After Caesar finally took over the dictatorship, Orca was given a commission to confiscate land in the area around Volaterrae in Etruria, which was to be redistributed to Caesar's veterans as a reward for their service. The history of these land distributions is vexed, and the degree of Orca's success is unclear. In the earlier civil war between Marius and Sulla, Volaterrae had sided with Marius, who supported greater extension of rights to Rome's allies than did the conservative Sulla. The Sullans lay siege to the town in 80 BC, and as a result of their defeat, the Volaterreans had suffered a reduction of rights and territory. This event had ended the Etruscan era for the city-state, but by 63 BC the previously confiscated lands still had not been distributed. Cicero successfully opposed this redistribution, and blocked another in 60. The issue seems to have remained unresolved for another fifteen years, until Caesar's decision to establish a colony there in 45.

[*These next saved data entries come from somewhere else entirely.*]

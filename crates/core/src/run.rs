//! The flow run entity and its lifecycle.
//!
//! A `FlowRun` is one requested execution of an upstream flow, gated by a
//! payment. It is mutated by a single writer (the orchestrator); every
//! state change goes through the checked `mark_*` methods so the lifecycle
//! invariants hold at the type level:
//!
//! - at most one of `result` / `error_message` is set, ever;
//! - `timeout_at`, once set, never moves earlier;
//! - `upstream_run_id` is present exactly from `Starting` onwards.

use chrono::{DateTime, Utc};
use serde::{Deserialize, Serialize};
use serde_json::Value;

use crate::error::{DomainError, DomainResult};
use crate::id::RunId;

/// Lifecycle state of a flow run.
#[derive(Debug, Copy, Clone, PartialEq, Eq, Serialize, Deserialize)]
#[serde(rename_all = "snake_case")]
pub enum FlowRunStatus {
    /// Created; waiting for the payment to be confirmed on-chain.
    PendingPayment,
    /// Payment confirmed; launch on the upstream platform is imminent.
    PaymentConfirmed,
    /// Launched upstream; the platform has not reported progress yet.
    Starting,
    /// The upstream platform reports the run as executing.
    Running,
    /// Terminal: finished with a result.
    Finished,
    /// Terminal: failed, locally or upstream.
    Error,
    /// Terminal: cancelled before completion.
    Cancelled,
    /// Terminal: the submit-result deadline passed before completion.
    TimedOut,
}

impl FlowRunStatus {
    pub fn is_terminal(&self) -> bool {
        matches!(
            self,
            FlowRunStatus::Finished
                | FlowRunStatus::Error
                | FlowRunStatus::Cancelled
                | FlowRunStatus::TimedOut
        )
    }

    /// Statuses the polling scheduler drives. `PaymentConfirmed` is absent:
    /// it is a momentary state handled inline by the confirmation path.
    pub fn is_pollable(&self) -> bool {
        matches!(
            self,
            FlowRunStatus::PendingPayment | FlowRunStatus::Starting | FlowRunStatus::Running
        )
    }

    fn can_transition_to(&self, to: FlowRunStatus) -> bool {
        use FlowRunStatus::*;
        match (self, to) {
            (PendingPayment, PaymentConfirmed) => true,
            (PaymentConfirmed, Starting) => true,
            (Starting, Running) => true,
            (Starting | Running, Finished) => true,
            // Any non-terminal state may fail, time out, or be cancelled.
            (from, Error | TimedOut | Cancelled) => !from.is_terminal(),
            _ => false,
        }
    }
}

impl core::fmt::Display for FlowRunStatus {
    fn fmt(&self, f: &mut core::fmt::Formatter<'_>) -> core::fmt::Result {
        let s = match self {
            FlowRunStatus::PendingPayment => "pending_payment",
            FlowRunStatus::PaymentConfirmed => "payment_confirmed",
            FlowRunStatus::Starting => "starting",
            FlowRunStatus::Running => "running",
            FlowRunStatus::Finished => "finished",
            FlowRunStatus::Error => "error",
            FlowRunStatus::Cancelled => "cancelled",
            FlowRunStatus::TimedOut => "timed_out",
        };
        write!(f, "{}", s)
    }
}

/// One amount the purchaser locked for this run.
#[derive(Debug, Clone, PartialEq, Eq, Serialize, Deserialize)]
pub struct PaymentAmount {
    pub amount: u64,
    pub unit: String,
}

/// Snapshot of the payment request, kept verbatim so settlement never has to
/// re-derive anything from the gateway.
///
/// The deadline fields are stored raw; their unit is resolved separately
/// (see [`crate::deadline`]).
#[derive(Debug, Clone, PartialEq, Eq, Serialize, Deserialize)]
pub struct PaymentSnapshot {
    /// The gateway's blockchain identifier for this payment.
    pub payment_id: String,
    /// Identifier the purchaser supplied when requesting the run.
    pub purchaser_identifier: String,
    /// Hash of the inputs as computed by the gateway.
    #[serde(default)]
    pub input_hash: Option<String>,
    pub amounts: Vec<PaymentAmount>,
    /// Raw "pay by" deadline as reported by the gateway.
    #[serde(default)]
    pub pay_by: Option<i64>,
    /// Raw "submit result by" deadline; the run's `timeout_at` derives from it.
    #[serde(default)]
    pub submit_result_by: Option<i64>,
    /// Raw fund-unlock deadline.
    #[serde(default)]
    pub unlock_at: Option<i64>,
}

/// An upstream-reported status fragment, kept for diagnostics.
///
/// The log is append-once: fragments already recorded are never rewritten.
#[derive(Debug, Clone, PartialEq, Eq, Serialize, Deserialize)]
pub struct RunEvent {
    #[serde(default)]
    pub timestamp: Option<DateTime<Utc>>,
    /// Upstream event kind, e.g. `"status"`, `"result"`, `"error"`.
    pub kind: String,
    pub body: Value,
}

impl RunEvent {
    pub fn is_error(&self) -> bool {
        self.kind.to_ascii_lowercase().contains("error")
    }
}

/// One requested execution of a flow, with its own payment and lifecycle.
#[derive(Debug, Clone, PartialEq, Serialize, Deserialize)]
pub struct FlowRun {
    pub id: RunId,
    /// Upstream path of the flow this run executes.
    pub flow_path: String,
    /// Human-readable flow name at creation time.
    pub flow_name: String,
    /// Caller-supplied inputs; immutable after creation.
    pub inputs: Value,
    pub status: FlowRunStatus,
    /// Identifier the upstream platform assigned at launch.
    pub upstream_run_id: Option<String>,
    /// The payment's blockchain identifier (mirror of the snapshot's).
    pub payment_id: Option<String>,
    pub payment: Option<PaymentSnapshot>,
    /// Output payload; set only on `Finished`.
    pub result: Option<Value>,
    pub events: Vec<RunEvent>,
    /// Set on `Error` and `TimedOut`.
    pub error_message: Option<String>,
    pub created_at: DateTime<Utc>,
    pub updated_at: DateTime<Utc>,
    pub started_at: Option<DateTime<Utc>>,
    pub completed_at: Option<DateTime<Utc>>,
    /// Past this instant the result can no longer be settled.
    pub timeout_at: Option<DateTime<Utc>>,
}

impl FlowRun {
    /// Create a run in `PendingPayment`.
    pub fn new(flow_path: impl Into<String>, flow_name: impl Into<String>, inputs: Value) -> Self {
        let now = Utc::now();
        Self {
            id: RunId::new(),
            flow_path: flow_path.into(),
            flow_name: flow_name.into(),
            inputs,
            status: FlowRunStatus::PendingPayment,
            upstream_run_id: None,
            payment_id: None,
            payment: None,
            result: None,
            events: Vec::new(),
            error_message: None,
            created_at: now,
            updated_at: now,
            started_at: None,
            completed_at: None,
            timeout_at: None,
        }
    }

    /// Attach the payment snapshot created for this run.
    pub fn attach_payment(&mut self, snapshot: PaymentSnapshot) {
        self.payment_id = Some(snapshot.payment_id.clone());
        self.payment = Some(snapshot);
        self.touch();
    }

    /// Set or extend the submit-result deadline.
    ///
    /// A deadline never moves earlier: later updates only take effect when
    /// they push the deadline out.
    pub fn extend_deadline(&mut self, deadline: DateTime<Utc>) {
        match self.timeout_at {
            Some(current) if deadline <= current => {}
            _ => {
                self.timeout_at = Some(deadline);
                self.touch();
            }
        }
    }

    pub fn mark_payment_confirmed(&mut self) -> DomainResult<()> {
        self.transition(FlowRunStatus::PaymentConfirmed)
    }

    /// Record a successful upstream launch.
    pub fn mark_starting(&mut self, upstream_run_id: impl Into<String>) -> DomainResult<()> {
        self.transition(FlowRunStatus::Starting)?;
        self.upstream_run_id = Some(upstream_run_id.into());
        self.started_at = Some(self.updated_at);
        Ok(())
    }

    pub fn mark_running(&mut self) -> DomainResult<()> {
        self.transition(FlowRunStatus::Running)
    }

    pub fn mark_finished(&mut self, result: Value) -> DomainResult<()> {
        if self.error_message.is_some() {
            return Err(DomainError::invariant(
                "a run with an error message cannot finish",
            ));
        }
        self.transition(FlowRunStatus::Finished)?;
        self.result = Some(result);
        self.completed_at = Some(self.updated_at);
        Ok(())
    }

    pub fn mark_failed(&mut self, message: impl Into<String>) -> DomainResult<()> {
        if self.result.is_some() {
            return Err(DomainError::invariant("a run with a result cannot fail"));
        }
        self.transition(FlowRunStatus::Error)?;
        self.error_message = Some(message.into());
        self.completed_at = Some(self.updated_at);
        Ok(())
    }

    pub fn mark_timed_out(&mut self) -> DomainResult<()> {
        if self.result.is_some() {
            return Err(DomainError::invariant("a run with a result cannot time out"));
        }
        self.transition(FlowRunStatus::TimedOut)?;
        self.error_message = Some("submit-result deadline exceeded".to_string());
        self.completed_at = Some(self.updated_at);
        Ok(())
    }

    pub fn mark_cancelled(&mut self) -> DomainResult<()> {
        self.transition(FlowRunStatus::Cancelled)
    }

    /// Append upstream fragments past the ones already recorded.
    ///
    /// The upstream platform returns the full log each time; only the tail
    /// beyond what this run has seen is appended, so recorded fragments are
    /// never rewritten.
    pub fn append_events(&mut self, full_log: Vec<RunEvent>) {
        if full_log.len() > self.events.len() {
            self.events.extend(full_log.into_iter().skip(self.events.len()));
            self.touch();
        }
    }

    /// Reverse-scan the event log for an error-kind fragment.
    pub fn last_error_event(&self) -> Option<&RunEvent> {
        self.events.iter().rev().find(|e| e.is_error())
    }

    pub fn is_past_deadline(&self, now: DateTime<Utc>) -> bool {
        self.timeout_at.is_some_and(|t| now > t)
    }

    fn transition(&mut self, to: FlowRunStatus) -> DomainResult<()> {
        if !self.status.can_transition_to(to) {
            return Err(DomainError::illegal_transition(self.status, to));
        }
        self.status = to;
        self.touch();
        Ok(())
    }

    fn touch(&mut self) {
        self.updated_at = Utc::now();
    }
}
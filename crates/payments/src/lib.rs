//! `flowbridge-payments` — the narrow interface to the payment gateway.
//!
//! The engine only sees the [`PaymentService`] trait: create a payment
//! request, subscribe to its confirmation, complete it after the run
//! finishes, check its status. Confirmation is an explicit per-run
//! notification channel rather than a bare callback, so startup recovery can
//! re-subscribe from persisted rows alone.

pub mod gateway;
pub mod mock;
pub mod service;

pub use gateway::{PaymentGatewayClient, PaymentGatewayConfig};
pub use mock::MockPaymentService;
pub use service::{
    ConfirmationOutcome, ConfirmationReceiver, PaymentError, PaymentService, PaymentStatus,
};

Although an inscription provides evidence that Volaterrae had the legal status of colonia in the early Principate, there are few archaeological traces to indicate that veterans actually received and inhabited the land. It has been conjectured that the Volaterreans were able to negotiate a less radical reorganization from Orca, perhaps through the network of friendships, family ties and connections left from his pro-Marian father and his friend Cicero.